T O P I C R E V I E W |
robsouth | I believe that the Apollo 1 crew were on an independent suit loop of 3 to 4 psi while the general cabin pressure was around 16.7 psi. That means there was a higher pressure bearing down on the crew. Did this have any effect similar to when divers go deep into water? In other words, would the crew have been able to feel the higher pressure pressing down on them? Would this have caused their suits to press against them? Also, Ed White removed his glove just before the fire. This meant that he went from a 3 to 4 psi environment to a 16.7 psi environment. Would this sudden change have any effect on the human body? |
David C | The suits were not hard shelled so couldn't support an "underpressure." In the situation as described, there would be separate suit loop airflow, but for all intents and purposes the suit static pressure would be the same as cabin pressure. If the cabin depressurized at altitude or in space the suits would remain pressurized or "over pressure." |
robsouth | So for Apollo 1 the cabin pressure and the suit loop pressure were both 16 psi of pure oxygen. What happened when they switched to a mixed nitrogen oxygen combination for launch on the flights after Apollo 1? |
David C | My understanding is that on the pad after hatch closure ground support equipment (GSE) was used to pressurize the CM cabin at sea level pressure with a 60/40% oxygen/nitrogen mix via the CM purge port. This is much leaner in nitrogen than normal ambient atmosphere and reduced fire hazard whilst expediting nitrogen purge. The pressure suit circuit (PSC) was 100% oxygen input at slightly over cabin pressure ensuring that the PSC remained free from contamination. During ascent this was maintained until ambient pressure fell to 6 psi below cabin at around 14,000 feet and 50 seconds into the flight. The cabin and PSC pressures then followed ambient down to maintain their respective differential pressures.
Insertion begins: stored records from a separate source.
//! Poker-specific player and pot state.
//!
//! `Pot` is a direct generalization of the teacher's `game::entities::Pot`
//! (same `HashMap<SeatIndex, Usd>` investment ledger and the same
//! `get_call`/`get_call_by_player_idx`/`get_min_raise_by_player_idx`/
//! `get_size` contract) — only the side-pot *construction* at all-in
//! boundaries is new, per spec.md §4.D and the Open Question in §9
//! favoring the canonical algorithm over the source's simplified one.

use std::collections::{HashMap, HashSet};

use serde::{Deserialize, Serialize};

use crate::cards::poker::Card;
use crate::identity::{PlayerInfo, SeatIndex};

/// Whole-dollar chip amount. Matches the teacher's `Usd = u32` — there's
/// no fractional chip in this system.
pub type Usd = u32;

#[derive(Clone, Copy, Debug, Deserialize, Eq, PartialEq, Serialize)]
#[serde(rename_all = "snake_case")]
pub enum PokerAction {
    Fold,
    Check,
    Call,
    Bet,
    Raise,
    AllIn,
}

impl std::fmt::Display for PokerAction {
    fn fmt(&self, f: &mut std::fmt::Formatter<'_>) -> std::fmt::Result {
        let repr = match self {
            Self::Fold => "fold",
            Self::Check => "check",
            Self::Call => "call",
            Self::Bet => "bet",
            Self::Raise => "raise",
            Self::AllIn => "all-in",
        };
        write!(f, "{repr}")
    }
}

#[derive(Clone, Debug, Deserialize, Serialize)]
pub struct PokerPlayer {
    pub info: PlayerInfo,
    pub stack: Usd,
    pub current_bet: Usd,
    pub hole_cards: Option<[Card; 2]>,
    pub folded: bool,
    pub all_in: bool,
    pub last_action: Option<PokerAction>,
    pub last_bet: Usd,
    pub cards_revealed: bool,
}

impl PokerPlayer {
    #[must_use]
    pub fn new(info: PlayerInfo, stack: Usd) -> Self {
        Self {
            info,
            stack,
            current_bet: 0,
            hole_cards: None,
            folded: false,
            all_in: false,
            last_action: None,
            last_bet: 0,
            cards_revealed: false,
        }
    }

    #[must_use]
    pub fn can_act(&self) -> bool {
        !self.folded && !self.all_in
    }

    pub fn reset_for_street(&mut self) {
        self.current_bet = 0;
    }

    pub fn reset_for_hand(&mut self) {
        self.current_bet = 0;
        self.hole_cards = None;
        self.folded = false;
        self.all_in = false;
        self.last_action = None;
        self.last_bet = 0;
        self.cards_revealed = false;
    }
}

/// Accumulates each seated player's total investment across the whole
/// hand, the same shape as the teacher's `Pot`. Side pots are carved out
/// of this ledger at showdown by [`crate::poker::engine::build_side_pots`]
/// rather than being tracked incrementally — simpler to reason about and
/// still O(players) per hand.
#[derive(Clone, Debug, Default, Deserialize, Serialize)]
pub struct Pot {
    pub investments: HashMap<SeatIndex, Usd>,
}

impl Pot {
    pub fn commit(&mut self, seat: SeatIndex, amount: Usd) {
        *self.investments.entry(seat).or_default() += amount;
    }

    #[must_use]
    pub fn get_call(&self) -> Usd {
        *self.investments.values().max().unwrap_or(&0)
    }

    #[must_use]
    pub fn get_investment_by_seat(&self, seat: SeatIndex) -> Usd {
        *self.investments.get(&seat).unwrap_or(&0)
    }

    #[must_use]
    pub fn get_call_by_seat(&self, seat: SeatIndex) -> Usd {
        self.get_call() - self.get_investment_by_seat(seat)
    }

    #[must_use]
    pub fn get_min_raise_by_seat(&self, seat: SeatIndex, last_raise: Usd) -> Usd {
        self.get_call() + last_raise - self.get_investment_by_seat(seat)
    }

    #[must_use]
    pub fn get_size(&self) -> Usd {
        self.investments.values().sum()
    }
}

/// A resolved side (or main) pot, with the set of seats eligible to win
/// it. Built once at showdown from the hand-long [`Pot`] ledger.
#[derive(Clone, Debug, Deserialize, Serialize)]
pub struct SidePot {
    pub amount: Usd,
    pub eligible: HashSet<SeatIndex>,
}

#[derive(Clone, Copy, Debug, Deserialize, Eq, PartialEq, Serialize)]
#[serde(rename_all = "snake_case")]
pub enum Street {
    Preflop,
    Flop,
    Turn,
    River,
    Showdown,
}

impl Street {
    #[must_use]
    pub fn next(self) -> Option<Self> {
        match self {
            Self::Preflop => Some(Self::Flop),
            Self::Flop => Some(Self::Turn),
            Self::Turn => Some(Self::River),
            Self::River => Some(Self::Showdown),
            Self::Showdown => None,
        }
    }
}

impl std::fmt::Display for Street {
    fn fmt(&self, f: &mut std::fmt::Formatter<'_>) -> std::fmt::Result {
        let repr = match self {
            Self::Preflop => "preflop",
            Self::Flop => "flop",
            Self::Turn => "turn",
            Self::River => "river",
            Self::Showdown => "showdown",
        };
        write!(f, "{repr}")
    }
}

#[cfg(test)]
mod tests {
    use super::*;

    #[test]
    fn pot_call_and_min_raise_track_investments() {
        let mut pot = Pot::default();
        pot.commit(0, 10);
        pot.commit(1, 20);
        assert_eq!(pot.get_call(), 20);
        assert_eq!(pot.get_call_by_seat(0), 10);
        assert_eq!(pot.get_min_raise_by_seat(0, 20), 30);
        assert_eq!(pot.get_size(), 30);
    }
}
This also had the effect of gradually purging ("washing out") cabin nitrogen as it was replaced solely with oxygen. |
robsouth | Thanks David. That's a great explanation and clears up my initial questions. For Apollo 1 it was 100% oxygen at the same pressure in both the suit loops and cabin. If someone removed a glove in those conditions, it would have no effect. A similar action could not be done in later tests because of the different environments that existed in the suits and the spacecraft. |
David C | Well for a test I guess a glove could have been removed with care. For an actual launch, although the mission rules stated "continue mission" for loss of suit integrity, I doubt that would apply if a glove was removed. To my mind you'd have to assume that the PSC was contaminated with nitrogen thereby negating the pre-breath - so at the very least a launch delay. |
robsouth | Just read a passage from John Young's book, "Forever Young." In it he describes a test that the AS-205 backup crew were conducting on the same day as the fire. He wrote, ...there we were — Tom, Gene, and myself — sitting inside the command module wearing space suits pressured to the full O2 pressure of 3.75 psi. With the air at 14.7 psi outside our suits but inside our cabin, the virtual pressure working on us inside our suits was equivalent to about 18 psi. That seems to imply that there was a different pressure in the suit loop and the cabin during testing. On another note, wouldn't breathing 100% oxygen at high pressure for several hours be harmful? And also, were the suits rated for an internal pressure of over 16 psi? |
NukeGuy | ...there we were — Tom, Gene, and myself — sitting inside the command module wearing space suits pressured to the full O2 pressure of 3.75 psi. With the air at 14.7 psi outside our suits but inside our cabin, the virtual pressure working on us inside our suits was equivalent to about 18 psi. I don't believe this is correct. The Apollo-Saturn 204 Review Board noted that there were periods of increased O2 flow in the suit loops. This was attributed to crew movement which would increase suit leakage rates. The suits could only leak if they were at or above cabin pressure.Thumbing through John Young's book I noted other questionable statements. It seemed he was taking credit for the proposal to send Apollo 8 around the moon. I haven't seen anything that supports this assertion. |
David C | An Apollo pressure suit, at root is just a rubber bag with hoses in and out, scrubbers and a pressure regulating valve, so I'm afraid basic physics says that's incorrect. However, if Young meant to say that the suit had a 3.75 psi differential pressure with the cabin (which could only mean greater than cabin, see above), then "18 psi" in the suits would be about right. "Forever Young" is rife with errors, and whilst I'm glad it was published, people need to be very careful attempting to use it as a reference. |
robsouth | Isn't breathing pure oxygen at high pressure harmful over a prolonged period of time? |
Space Cadet Carl | I'm not a doctor, but I was wondering the same thing. Breathing 100% pure oxygen at 16psi sounds like trouble. |
David C | As no-one medically qualified is going to touch this, here's a layman's view. Breathing 100% O2 at sea level pressure is no problem for short periods, some aviators even believe it cures hangovers. Pressures in excess of around 8psi for periods in excess of 24 hours of continuous exposure (time varies tremendously with individual and pressure) results in respiratory damage due to oxygen toxicity and possible eventual death. Repeated exposure for shorter periods can also do damage. There are also other minor irritating effects of breathing 100% O2 at lower pressures, such as "oxygen ear", that military aviators are familiar with. |
David C | quote: Originally posted by robsouth: I believe that the crew were on an independent suit loop of 3 to 4 psi while the general cabin pressure was around 16.7 psi.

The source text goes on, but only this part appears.